Dani do Book Galaxy 01/06/2020Mais distópico do que propriamente de terror, é um livro que melhora em cada releituraEm tempos de pandemia e cercados pelo medo de um vírus que não conseguimos desvendar e contra o qual buscamos desesperadamente nos proteger, foi muito oportuno fazer a releitura deste clássico do sci-fi em pleno 2020.
Considerado um dos primeiros a abordar a temática dos zumbis, "Eu sou a Lenda" é um livro que, em minha opinião, pousa muito mais no terreno da ficção científica do que do terror propriamente dito - mas não por trazer questões complexas de ciência ou tecnologia; e sim, por trazer aquele tempero especial que temos em todo sci-fi que se preze: questionamentos, questionamentos e mais questionamentos.
Escrito de uma forma extremamente fluida, é um dos sci-fis mais fáceis de ler que já conheci até então. Capítulo a capítulo, acompanhamos Neville se adaptando a uma realidade onde é o ÚLTIMO ser humano da Terra, e, apesar de tal premissa parecer maçante à primeira vista, na verdade o autor as coloca de forma que ficamos interessados em saber mais sobre aqueles mortos-vivos (que se assemelham muito a vampiros) rondado a casa de Neville ao anoitecer.
E, quando mal percebemos, já se passaram 100 páginas e estamos tão paranoicos como o próprio Neville.
Na rotina de acordar todos os dias para se deparar com um mundo devastado, tendo que simplesmente descobrir como sobreviver mais um dia, o protagonista nos guia então aos questionamentos que comentei acima.
Os mais óbvios são os que dão forma à história: o que é o tal vírus e por que as pessoas se tornam mortos-vivos? Mais importante do que isso: o que isso pode dizer sobre as lendas dos vampiros e como Neville pode sobreviver?
É até engraçado acompanhar o personagem buscar respostas em livros e enciclopédias (afinal, a história se passa nos anos 70), admitindo que não entende nada de microbiologia e que as únicas formas de combater algo que se não conhece é justamente se informar.
Além das cabeçadas que Neville dá contra os termos e conceitos biológicos, temos também as teorias mirabolantes da personagem sobre a lenda dos vampiros. Alho, espelhos, estacas de madeira - por que esses elementos da lenda realmente surtem efeito nos zumbis que foram afetados pelos vírus?
Em minha opinião, o mais interessante do livro é justamente acompanharmos a impotência da personagem perante algo que ele não sabe e nem pode controlar; vermos, página a página, como sua mente se transforma e se adapta a um mundo que nunca mais será o mesmo.
Onde nada, jamais, voltara a ser como antes; parafraseando uma música do R.E.M., it's the end of the world as we know it (alguma semelhança com a realidade até aqui?)

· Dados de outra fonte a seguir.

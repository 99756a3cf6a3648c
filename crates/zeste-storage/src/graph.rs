//! Relation graph store.
//!
//! The graph is persisted as one JSON `GraphRecord` per word under a root
//! directory (`{root}/{word}.json`). Records are read-only at serving time;
//! the hottest ones are kept in a bounded LRU behind a mutex.

use std::collections::HashMap;
use std::num::NonZeroUsize;
use std::path::{Path, PathBuf};
use std::sync::{Arc, Mutex};

use lru::LruCache;
use tracing::{debug, info};

use zeste_types::{GraphRecord, RelationKind};

use crate::disk_cache::DiskCache;
use crate::error::StorageError;

/// Read-only word -> one-hop record lookup.
pub trait RelationGraph: Send + Sync {
    /// Record of `word`; `Ok(None)` when the word is not in the graph.
    fn get_record(&self, word: &str) -> Result<Option<Arc<GraphRecord>>, StorageError>;
}

/// Graph store backed by one JSON file per word.
pub struct FileGraphStore {
    records: DiskCache,
    /// Negative lookups are cached too, as `None`
    cache: Mutex<LruCache<String, Option<Arc<GraphRecord>>>>,
}

impl FileGraphStore {
    /// Open an existing graph directory for reading.
    pub fn open(root: impl AsRef<Path>, cache_size: usize) -> Result<Self, StorageError> {
        let root = root.as_ref();
        if !root.is_dir() {
            return Err(StorageError::GraphNotFound(root.to_path_buf()));
        }
        info!(path = %root.display(), cache_size, "Opening graph store");
        Self::with_cache(DiskCache::open(root)?, cache_size)
    }

    /// Create (or reuse) a graph directory for writing records.
    pub fn create(root: impl AsRef<Path>, cache_size: usize) -> Result<Self, StorageError> {
        Self::with_cache(DiskCache::open(root)?, cache_size)
    }

    fn with_cache(records: DiskCache, cache_size: usize) -> Result<Self, StorageError> {
        let size = NonZeroUsize::new(cache_size.max(1)).unwrap_or(NonZeroUsize::MIN);
        Ok(Self {
            records,
            cache: Mutex::new(LruCache::new(size)),
        })
    }

    pub fn root(&self) -> &Path {
        self.records.root()
    }

    /// Path of the record file for `word`.
    pub fn record_path(&self, word: &str) -> PathBuf {
        self.records.path_for(word)
    }

    /// Write a record, replacing any previous version.
    pub fn put_record(&self, record: &GraphRecord) -> Result<(), StorageError> {
        self.records.put(&record.word, record)?;
        let mut cache = self.cache.lock().map_err(|_| StorageError::LockPoisoned)?;
        cache.pop(&record.word);
        Ok(())
    }

    /// Number of records on disk.
    pub fn record_count(&self) -> Result<usize, StorageError> {
        Ok(self.records.keys()?.len())
    }
}

impl RelationGraph for FileGraphStore {
    fn get_record(&self, word: &str) -> Result<Option<Arc<GraphRecord>>, StorageError> {
        {
            let mut cache = self.cache.lock().map_err(|_| StorageError::LockPoisoned)?;
            if let Some(hit) = cache.get(word) {
                return Ok(hit.clone());
            }
        }

        let record = self.records.get::<GraphRecord>(word)?.map(Arc::new);
        if record.is_none() {
            debug!(word, "No graph record");
        }

        let mut cache = self.cache.lock().map_err(|_| StorageError::LockPoisoned)?;
        cache.put(word.to_string(), record.clone());
        Ok(record)
    }
}

/// In-memory graph, used for tests and small fixture graphs.
#[derive(Debug, Default)]
pub struct MemoryGraph {
    records: HashMap<String, Arc<GraphRecord>>,
}

impl MemoryGraph {
    pub fn new() -> Self {
        Self::default()
    }

    pub fn insert(&mut self, record: GraphRecord) {
        self.records.insert(record.word.clone(), Arc::new(record));
    }

    /// Add the assertion `subject --kind--> object` in both directions.
    ///
    /// `object`'s record gets `subject` tagged `kind`; `subject`'s record
    /// gets `object` tagged with the inverse kind.
    pub fn add_assertion(&mut self, subject: &str, kind: RelationKind, object: &str, sim: f32) {
        self.record_mut(object).add_relation(subject, kind, sim);
        self.record_mut(subject)
            .add_relation(object, kind.inverse(), sim);
    }

    fn record_mut(&mut self, word: &str) -> &mut GraphRecord {
        let entry = self
            .records
            .entry(word.to_string())
            .or_insert_with(|| Arc::new(GraphRecord::new(word)));
        Arc::make_mut(entry)
    }

    pub fn len(&self) -> usize {
        self.records.len()
    }

    pub fn is_empty(&self) -> bool {
        self.records.is_empty()
    }

    /// Records in no particular order.
    pub fn records(&self) -> impl Iterator<Item = &GraphRecord> {
        self.records.values().map(|r| r.as_ref())
    }
}

impl RelationGraph for MemoryGraph {
    fn get_record(&self, word: &str) -> Result<Option<Arc<GraphRecord>>, StorageError> {
        Ok(self.records.get(word).cloned())
    }
}

#[cfg(test)]
mod tests {
    use super::*;
    use tempfile::TempDir;

    fn space_record() -> GraphRecord {
        let mut record = GraphRecord::new("space");
        record.add_relation("star", RelationKind::AtLocation, 0.4);
        record
    }

    #[test]
    fn test_open_missing_root_fails() {
        let dir = TempDir::new().unwrap();
        let result = FileGraphStore::open(dir.path().join("nope"), 16);
        assert!(matches!(result, Err(StorageError::GraphNotFound(_))));
    }

    #[test]
    fn test_put_and_get_record() {
        let dir = TempDir::new().unwrap();
        let store = FileGraphStore::create(dir.path(), 16).unwrap();
        store.put_record(&space_record()).unwrap();

        let reopened = FileGraphStore::open(dir.path(), 16).unwrap();
        let record = reopened.get_record("space").unwrap().unwrap();
        assert_eq!(*record, space_record());
        assert_eq!(reopened.record_count().unwrap(), 1);
        assert!(reopened.record_path("space").is_file());
    }

    #[test]
    fn test_missing_word_is_none_and_cached() {
        let dir = TempDir::new().unwrap();
        let store = FileGraphStore::create(dir.path(), 16).unwrap();
        assert!(store.get_record("nebula").unwrap().is_none());
        // Writing through the store invalidates the negative entry
        let mut record = GraphRecord::new("nebula");
        record.add_relation("space", RelationKind::RelatedTo, 0.3);
        store.put_record(&record).unwrap();
        assert!(store.get_record("nebula").unwrap().is_some());
    }

    #[test]
    fn test_lru_serves_after_file_removed() {
        let dir = TempDir::new().unwrap();
        let store = FileGraphStore::create(dir.path(), 16).unwrap();
        store.put_record(&space_record()).unwrap();
        assert!(store.get_record("space").unwrap().is_some());
        std::fs::remove_file(store.record_path("space")).unwrap();
        assert!(store.get_record("space").unwrap().is_some());
    }

    #[test]
    fn test_memory_graph_assertion_is_bidirectional() {
        let mut graph = MemoryGraph::new();
        graph.add_assertion("star", RelationKind::AtLocation, "space", 0.4);

        let space = graph.get_record("space").unwrap().unwrap();
        assert_eq!(space.get("star").unwrap().rels, vec![RelationKind::AtLocation]);
        assert_eq!(space.neighbors[0].word, "space");

        let star = graph.get_record("star").unwrap().unwrap();
        assert_eq!(star.get("space").unwrap().rels, vec![RelationKind::LocationOf]);
        assert_eq!(graph.len(), 2);
    }
}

Dito isso, este é um livro que não deve ser lido com um olhar tão crítico e afiado sobre as questões científicas e biológicas, mas sim voltado para as questões sobre humanidade e tolerância; sobre sociedade e sanidade.
O final ainda me deixa arrepiada, e acho que as frases finais são umas das melhores que já li em livros de sci-fi.